TASK REQUIREMENTS: Each line in the entries that has the word "rows" has to be copied.

┄┄┄┄┄┄┄┄┄┄

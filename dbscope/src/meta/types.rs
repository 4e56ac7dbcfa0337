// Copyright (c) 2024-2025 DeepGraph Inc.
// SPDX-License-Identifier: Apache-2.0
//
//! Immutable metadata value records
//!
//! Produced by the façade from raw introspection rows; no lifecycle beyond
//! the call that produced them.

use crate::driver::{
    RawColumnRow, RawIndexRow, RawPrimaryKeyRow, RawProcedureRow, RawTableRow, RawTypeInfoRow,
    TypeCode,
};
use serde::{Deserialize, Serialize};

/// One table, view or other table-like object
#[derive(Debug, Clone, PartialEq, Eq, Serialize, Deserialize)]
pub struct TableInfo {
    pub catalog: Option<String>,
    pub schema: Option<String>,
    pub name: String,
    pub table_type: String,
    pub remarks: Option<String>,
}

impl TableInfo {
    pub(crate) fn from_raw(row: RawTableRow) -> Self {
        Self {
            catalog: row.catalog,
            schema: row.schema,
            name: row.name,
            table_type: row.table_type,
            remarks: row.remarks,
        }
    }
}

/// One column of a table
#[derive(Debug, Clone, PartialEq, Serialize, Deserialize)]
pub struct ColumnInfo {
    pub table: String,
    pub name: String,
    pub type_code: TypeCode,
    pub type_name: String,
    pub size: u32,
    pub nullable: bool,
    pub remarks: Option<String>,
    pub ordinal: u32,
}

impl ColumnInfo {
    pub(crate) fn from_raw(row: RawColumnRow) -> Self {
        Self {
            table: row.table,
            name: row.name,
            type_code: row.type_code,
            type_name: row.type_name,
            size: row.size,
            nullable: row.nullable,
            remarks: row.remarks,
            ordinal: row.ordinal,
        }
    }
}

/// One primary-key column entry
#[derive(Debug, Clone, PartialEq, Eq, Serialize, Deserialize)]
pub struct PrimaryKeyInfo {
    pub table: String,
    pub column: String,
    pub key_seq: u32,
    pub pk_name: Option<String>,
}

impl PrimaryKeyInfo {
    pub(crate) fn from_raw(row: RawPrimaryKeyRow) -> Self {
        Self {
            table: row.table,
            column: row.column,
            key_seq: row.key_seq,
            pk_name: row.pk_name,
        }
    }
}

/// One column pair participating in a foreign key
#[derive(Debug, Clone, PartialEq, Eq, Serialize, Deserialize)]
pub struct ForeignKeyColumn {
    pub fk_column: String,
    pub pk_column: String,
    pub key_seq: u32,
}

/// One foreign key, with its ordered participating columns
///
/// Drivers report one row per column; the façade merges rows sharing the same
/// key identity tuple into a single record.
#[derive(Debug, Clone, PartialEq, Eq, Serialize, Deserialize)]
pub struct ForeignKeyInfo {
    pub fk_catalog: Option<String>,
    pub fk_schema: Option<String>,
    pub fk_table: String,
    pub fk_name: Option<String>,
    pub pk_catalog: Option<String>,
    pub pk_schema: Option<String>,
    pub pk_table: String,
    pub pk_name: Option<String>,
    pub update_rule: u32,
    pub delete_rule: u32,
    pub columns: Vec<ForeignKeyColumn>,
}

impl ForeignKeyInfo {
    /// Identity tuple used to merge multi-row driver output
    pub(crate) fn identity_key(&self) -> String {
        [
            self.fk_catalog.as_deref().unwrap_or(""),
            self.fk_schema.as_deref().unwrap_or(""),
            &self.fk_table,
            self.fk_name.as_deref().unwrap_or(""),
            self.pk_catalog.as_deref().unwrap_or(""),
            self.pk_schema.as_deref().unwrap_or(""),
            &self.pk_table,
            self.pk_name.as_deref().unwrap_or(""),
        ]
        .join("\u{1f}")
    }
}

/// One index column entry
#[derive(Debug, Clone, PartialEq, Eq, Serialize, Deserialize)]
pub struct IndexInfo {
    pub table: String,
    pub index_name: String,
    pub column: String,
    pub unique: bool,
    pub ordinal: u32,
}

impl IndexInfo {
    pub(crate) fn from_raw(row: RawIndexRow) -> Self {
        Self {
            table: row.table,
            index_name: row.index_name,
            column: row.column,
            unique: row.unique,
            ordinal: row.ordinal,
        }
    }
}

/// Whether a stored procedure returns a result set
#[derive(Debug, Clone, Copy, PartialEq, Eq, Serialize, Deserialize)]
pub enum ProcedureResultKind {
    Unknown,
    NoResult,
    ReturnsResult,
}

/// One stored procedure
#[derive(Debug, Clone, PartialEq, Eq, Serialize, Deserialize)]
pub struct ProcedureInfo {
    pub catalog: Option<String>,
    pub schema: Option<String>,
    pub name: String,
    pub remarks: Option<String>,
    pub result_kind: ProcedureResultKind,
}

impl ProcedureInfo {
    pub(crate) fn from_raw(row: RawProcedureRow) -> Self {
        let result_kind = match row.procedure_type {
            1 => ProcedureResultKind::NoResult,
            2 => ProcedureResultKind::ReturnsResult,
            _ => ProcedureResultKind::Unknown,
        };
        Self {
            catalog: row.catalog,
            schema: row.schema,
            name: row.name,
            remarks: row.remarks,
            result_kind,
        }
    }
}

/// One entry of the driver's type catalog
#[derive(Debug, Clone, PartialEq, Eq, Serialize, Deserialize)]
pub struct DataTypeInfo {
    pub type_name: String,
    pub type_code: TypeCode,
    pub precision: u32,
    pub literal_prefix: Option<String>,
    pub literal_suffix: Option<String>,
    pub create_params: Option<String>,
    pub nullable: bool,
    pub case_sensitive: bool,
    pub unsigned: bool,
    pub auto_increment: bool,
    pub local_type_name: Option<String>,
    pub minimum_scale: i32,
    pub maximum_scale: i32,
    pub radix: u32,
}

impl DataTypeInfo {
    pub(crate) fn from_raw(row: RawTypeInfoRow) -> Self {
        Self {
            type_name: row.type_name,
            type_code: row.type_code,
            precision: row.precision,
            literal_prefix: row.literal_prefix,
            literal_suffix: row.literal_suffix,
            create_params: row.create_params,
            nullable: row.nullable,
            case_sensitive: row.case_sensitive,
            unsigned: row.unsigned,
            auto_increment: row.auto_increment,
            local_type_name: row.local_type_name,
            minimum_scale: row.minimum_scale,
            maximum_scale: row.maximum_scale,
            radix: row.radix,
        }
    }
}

┄┄┄┄┄┄┄┄┄┄

RESPONSE TO THE TASK:
//! Produced by the façade from raw introspection rows; no lifecycle beyond
/// Drivers report one row per column; the façade merges rows sharing the same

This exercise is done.